» **INPUT DATA**
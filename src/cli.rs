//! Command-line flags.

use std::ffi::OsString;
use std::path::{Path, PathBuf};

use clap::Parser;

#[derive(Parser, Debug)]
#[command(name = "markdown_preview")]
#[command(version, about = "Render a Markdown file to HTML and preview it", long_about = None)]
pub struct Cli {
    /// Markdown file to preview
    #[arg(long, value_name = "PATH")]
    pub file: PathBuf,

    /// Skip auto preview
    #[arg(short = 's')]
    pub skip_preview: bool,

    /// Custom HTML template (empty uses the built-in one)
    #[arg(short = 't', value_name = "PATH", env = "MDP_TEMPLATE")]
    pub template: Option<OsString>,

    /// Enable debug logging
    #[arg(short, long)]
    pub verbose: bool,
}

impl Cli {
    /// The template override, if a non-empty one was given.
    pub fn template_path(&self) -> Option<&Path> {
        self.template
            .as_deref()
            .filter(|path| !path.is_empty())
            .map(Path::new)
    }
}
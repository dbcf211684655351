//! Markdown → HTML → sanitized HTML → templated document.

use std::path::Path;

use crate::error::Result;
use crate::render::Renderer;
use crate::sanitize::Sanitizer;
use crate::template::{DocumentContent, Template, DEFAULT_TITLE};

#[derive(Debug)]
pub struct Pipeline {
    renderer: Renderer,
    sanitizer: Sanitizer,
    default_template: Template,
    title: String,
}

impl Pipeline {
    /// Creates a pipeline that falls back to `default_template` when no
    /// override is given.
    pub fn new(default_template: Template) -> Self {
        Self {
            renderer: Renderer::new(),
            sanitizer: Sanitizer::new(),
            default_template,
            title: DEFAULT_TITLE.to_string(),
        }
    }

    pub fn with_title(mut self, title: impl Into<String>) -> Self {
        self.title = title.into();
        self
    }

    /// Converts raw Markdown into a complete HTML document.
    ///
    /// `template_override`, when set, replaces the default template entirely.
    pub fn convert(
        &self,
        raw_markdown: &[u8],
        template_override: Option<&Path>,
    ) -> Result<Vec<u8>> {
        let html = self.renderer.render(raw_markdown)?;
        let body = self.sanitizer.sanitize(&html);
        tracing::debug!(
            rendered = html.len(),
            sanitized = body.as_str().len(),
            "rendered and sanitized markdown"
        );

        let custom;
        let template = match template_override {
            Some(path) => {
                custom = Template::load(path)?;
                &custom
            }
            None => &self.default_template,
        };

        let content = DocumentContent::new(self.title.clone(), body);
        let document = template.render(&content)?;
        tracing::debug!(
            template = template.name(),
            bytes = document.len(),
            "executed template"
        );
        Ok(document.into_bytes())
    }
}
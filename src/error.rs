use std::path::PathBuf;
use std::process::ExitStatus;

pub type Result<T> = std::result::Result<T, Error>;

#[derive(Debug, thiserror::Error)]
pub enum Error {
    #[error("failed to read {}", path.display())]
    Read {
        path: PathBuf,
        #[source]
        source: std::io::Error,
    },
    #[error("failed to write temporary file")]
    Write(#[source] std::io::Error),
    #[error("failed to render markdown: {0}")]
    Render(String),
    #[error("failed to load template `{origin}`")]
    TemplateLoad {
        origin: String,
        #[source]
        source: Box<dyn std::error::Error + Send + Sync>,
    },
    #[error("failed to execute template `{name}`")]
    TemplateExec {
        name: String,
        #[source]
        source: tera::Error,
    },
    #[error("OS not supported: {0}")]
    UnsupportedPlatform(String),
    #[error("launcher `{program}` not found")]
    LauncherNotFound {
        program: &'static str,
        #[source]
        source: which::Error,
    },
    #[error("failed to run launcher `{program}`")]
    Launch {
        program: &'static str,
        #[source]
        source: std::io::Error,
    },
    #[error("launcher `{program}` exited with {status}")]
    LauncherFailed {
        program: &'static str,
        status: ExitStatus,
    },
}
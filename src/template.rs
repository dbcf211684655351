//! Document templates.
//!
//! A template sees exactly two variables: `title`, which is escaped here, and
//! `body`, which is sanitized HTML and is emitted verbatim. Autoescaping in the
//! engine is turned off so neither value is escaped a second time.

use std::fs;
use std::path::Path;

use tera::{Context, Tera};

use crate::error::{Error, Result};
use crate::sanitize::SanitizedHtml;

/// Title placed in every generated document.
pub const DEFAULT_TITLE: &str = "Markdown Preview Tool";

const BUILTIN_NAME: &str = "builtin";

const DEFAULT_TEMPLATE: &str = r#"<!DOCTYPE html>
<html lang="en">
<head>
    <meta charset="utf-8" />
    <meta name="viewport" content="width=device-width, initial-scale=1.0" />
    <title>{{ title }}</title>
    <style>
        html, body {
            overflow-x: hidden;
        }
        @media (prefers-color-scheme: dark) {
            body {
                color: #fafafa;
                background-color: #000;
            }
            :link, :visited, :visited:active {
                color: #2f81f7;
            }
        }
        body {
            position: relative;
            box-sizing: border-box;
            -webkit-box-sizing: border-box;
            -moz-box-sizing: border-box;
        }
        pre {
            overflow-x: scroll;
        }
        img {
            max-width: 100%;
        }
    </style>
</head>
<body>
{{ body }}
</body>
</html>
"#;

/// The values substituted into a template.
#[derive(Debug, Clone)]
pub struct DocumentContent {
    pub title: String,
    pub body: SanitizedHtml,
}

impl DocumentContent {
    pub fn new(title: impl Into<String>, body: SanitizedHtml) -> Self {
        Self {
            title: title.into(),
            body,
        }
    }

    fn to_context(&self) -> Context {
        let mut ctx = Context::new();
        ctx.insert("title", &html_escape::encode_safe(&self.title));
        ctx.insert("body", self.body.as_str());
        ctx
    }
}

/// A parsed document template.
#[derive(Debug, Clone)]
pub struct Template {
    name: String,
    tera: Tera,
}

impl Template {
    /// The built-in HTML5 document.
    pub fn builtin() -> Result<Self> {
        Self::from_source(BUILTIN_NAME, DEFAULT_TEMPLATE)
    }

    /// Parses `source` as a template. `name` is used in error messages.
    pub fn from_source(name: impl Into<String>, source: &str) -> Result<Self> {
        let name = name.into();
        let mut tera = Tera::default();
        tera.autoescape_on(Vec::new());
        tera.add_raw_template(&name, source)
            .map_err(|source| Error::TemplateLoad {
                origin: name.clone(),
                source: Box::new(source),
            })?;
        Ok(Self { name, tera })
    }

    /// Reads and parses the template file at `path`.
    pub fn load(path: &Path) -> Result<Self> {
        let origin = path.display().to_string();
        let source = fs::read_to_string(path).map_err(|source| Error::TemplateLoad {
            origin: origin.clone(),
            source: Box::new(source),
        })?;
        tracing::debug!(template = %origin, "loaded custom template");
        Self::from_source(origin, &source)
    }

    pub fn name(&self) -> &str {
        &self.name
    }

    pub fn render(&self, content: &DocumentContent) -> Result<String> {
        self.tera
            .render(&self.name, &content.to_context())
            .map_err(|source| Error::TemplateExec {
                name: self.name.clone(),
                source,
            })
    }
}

» **INSTRUCTIONS FOR THE TASK**
In full and without alteration, repeat the records.

» **WRITTEN REPLY**
filename src/cli.rs
//! Command-line flags.

use std::ffi::OsString;
use std::path::{Path, PathBuf};

use clap::Parser;

#[derive(Parser, Debug)]
#[command(name = "markdown_preview")]
#[command(version, about = "Render a Markdown file to HTML and preview it", long_about = None)]
pub struct Cli {
    /// Markdown file to preview
    #[arg(long, value_name = "PATH")]
    pub file: PathBuf,

    /// Skip auto preview
    #[arg(short = 's')]
    pub skip_preview: bool,

    /// Custom HTML template (empty uses the built-in one)
    #[arg(short = 't', value_name = "PATH", env = "MDP_TEMPLATE")]
    pub template: Option<OsString>,

    /// Enable debug logging
    #[arg(short, long)]
    pub verbose: bool,
}

impl Cli {
    /// The template override, if a non-empty one was given.
    pub fn template_path(&self) -> Option<&Path> {
        self.template
            .as_deref()
            .filter(|path| !path.is_empty())
            .map(Path::new)
    }
}
repository dbcf211684655351
//! Markdown → HTML → sanitized HTML → templated document.

use std::path::Path;

use crate::error::Result;
use crate::render::Renderer;
use crate::sanitize::Sanitizer;
use crate::template::{DocumentContent, Template, DEFAULT_TITLE};

#[derive(Debug)]
pub struct Pipeline {
    renderer: Renderer,
    sanitizer: Sanitizer,
    default_template: Template,
    title: String,
}

impl Pipeline {
    /// Creates a pipeline that falls back to `default_template` when no
    /// override is given.
    pub fn new(default_template: Template) -> Self {
        Self {
            renderer: Renderer::new(),
            sanitizer: Sanitizer::new(),
            default_template,
            title: DEFAULT_TITLE.to_string(),
        }
    }

    pub fn with_title(mut self, title: impl Into<String>) -> Self {
        self.title = title.into();
        self
    }

    /// Converts raw Markdown into a complete HTML document.
    ///
    /// `template_override`, when set, replaces the default template entirely.
    pub fn convert(
        &self,
        raw_markdown: &[u8],
        template_override: Option<&Path>,
    ) -> Result<Vec<u8>> {
        let html = self.renderer.render(raw_markdown)?;
        let body = self.sanitizer.sanitize(&html);
        tracing::debug!(
            rendered = html.len(),
            sanitized = body.as_str().len(),
            "rendered and sanitized markdown"
        );

        let custom;
        let template = match template_override {
            Some(path) => {
                custom = Template::load(path)?;
                &custom
            }
            None => &self.default_template,
        };

        let content = DocumentContent::new(self.title.clone(), body);
        let document = template.render(&content)?;
        tracing::debug!(
            template = template.name(),
            bytes = document.len(),
            "executed template"
        );
        Ok(document.into_bytes())
    }
}
filename src/error.rs
use std::path::PathBuf;
use std::process::ExitStatus;

pub type Result<T> = std::result::Result<T, Error>;

#[derive(Debug, thiserror::Error)]
pub enum Error {
    #[error("failed to read {}", path.display())]
    Read {
        path: PathBuf,
        #[source]
        source: std::io::Error,
    },
    #[error("failed to write temporary file")]
    Write(#[source] std::io::Error),
    #[error("failed to render markdown: {0}")]
    Render(String),
    #[error("failed to load template `{origin}`")]
    TemplateLoad {
        origin: String,
        #[source]
        source: Box<dyn std::error::Error + Send + Sync>,
    },
    #[error("failed to execute template `{name}`")]
    TemplateExec {
        name: String,
        #[source]
        source: tera::Error,
    },
    #[error("OS not supported: {0}")]
    UnsupportedPlatform(String),
    #[error("launcher `{program}` not found")]
    LauncherNotFound {
        program: &'static str,
        #[source]
        source: which::Error,
    },
    #[error("failed to run launcher `{program}`")]
    Launch {
        program: &'static str,
        #[source]
        source: std::io::Error,
    },
    #[error("launcher `{program}` exited with {status}")]
    LauncherFailed {
        program: &'static str,
        status: ExitStatus,
    },
}
filename src/template.rs
repository dbcf211684655351
//! Document templates.
//!
//! A template sees exactly two variables: `title`, which is escaped here, and
//! `body`, which is sanitized HTML and is emitted verbatim. Autoescaping in the
//! engine is turned off so neither value is escaped a second time.

use std::fs;
use std::path::Path;

use tera::{Context, Tera};

use crate::error::{Error, Result};
use crate::sanitize::SanitizedHtml;

/// Title placed in every generated document.
pub const DEFAULT_TITLE: &str = "Markdown Preview Tool";

const BUILTIN_NAME: &str = "builtin";

const DEFAULT_TEMPLATE: &str = r#"<!DOCTYPE html>
<html lang="en">
<head>
    <meta charset="utf-8" />
    <meta name="viewport" content="width=device-width, initial-scale=1.0" />
    <title>{{ title }}</title>
    <style>
        html, body {
            overflow-x: hidden;
        }
        @media (prefers-color-scheme: dark) {
            body {
                color: #fafafa;
                background-color: #000;
            }
            :link, :visited, :visited:active {
                color: #2f81f7;
            }
        }
        body {
            position: relative;
            box-sizing: border-box;
            -webkit-box-sizing: border-box;
            -moz-box-sizing: border-box;
        }
        pre {
            overflow-x: scroll;
        }
        img {
            max-width: 100%;
        }
    </style>
</head>
<body>
{{ body }}
</body>
</html>
"#;

/// The values substituted into a template.
#[derive(Debug, Clone)]
pub struct DocumentContent {
    pub title: String,
    pub body: SanitizedHtml,
}

impl DocumentContent {
    pub fn new(title: impl Into<String>, body: SanitizedHtml) -> Self {
        Self {
            title: title.into(),
            body,
        }
    }

    fn to_context(&self) -> Context {
        let mut ctx = Context::new();
        ctx.insert("title", &html_escape::encode_safe(&self.title));
        ctx.insert("body", self.body.as_str());
        ctx
    }
}

/// A parsed document template.
#[derive(Debug, Clone)]
pub struct Template {
    name: String,
    tera: Tera,
}

impl Template {
    /// The built-in HTML5 document.
    pub fn builtin() -> Result<Self> {
        Self::from_source(BUILTIN_NAME, DEFAULT_TEMPLATE)
    }

    /// Parses `source` as a template. `name` is used in error messages.
    pub fn from_source(name: impl Into<String>, source: &str) -> Result<Self> {
        let name = name.into();
        let mut tera = Tera::default();
        tera.autoescape_on(Vec::new());
        tera.add_raw_template(&name, source)
            .map_err(|source| Error::TemplateLoad {
                origin: name.clone(),
                source: Box::new(source),
            })?;
        Ok(Self { name, tera })
    }

    /// Reads and parses the template file at `path`.
    pub fn load(path: &Path) -> Result<Self> {
        let origin = path.display().to_string();
        let source = fs::read_to_string(path).map_err(|source| Error::TemplateLoad {
            origin: origin.clone(),
            source: Box::new(source),
        })?;
        tracing::debug!(template = %origin, "loaded custom template");
        Self::from_source(origin, &source)
    }

    pub fn name(&self) -> &str {
        &self.name
    }

    pub fn render(&self, content: &DocumentContent) -> Result<String> {
        self.tera
            .render(&self.name, &content.to_context())
            .map_err(|source| Error::TemplateExec {
                name: self.name.clone(),
                source,
            })
    }
}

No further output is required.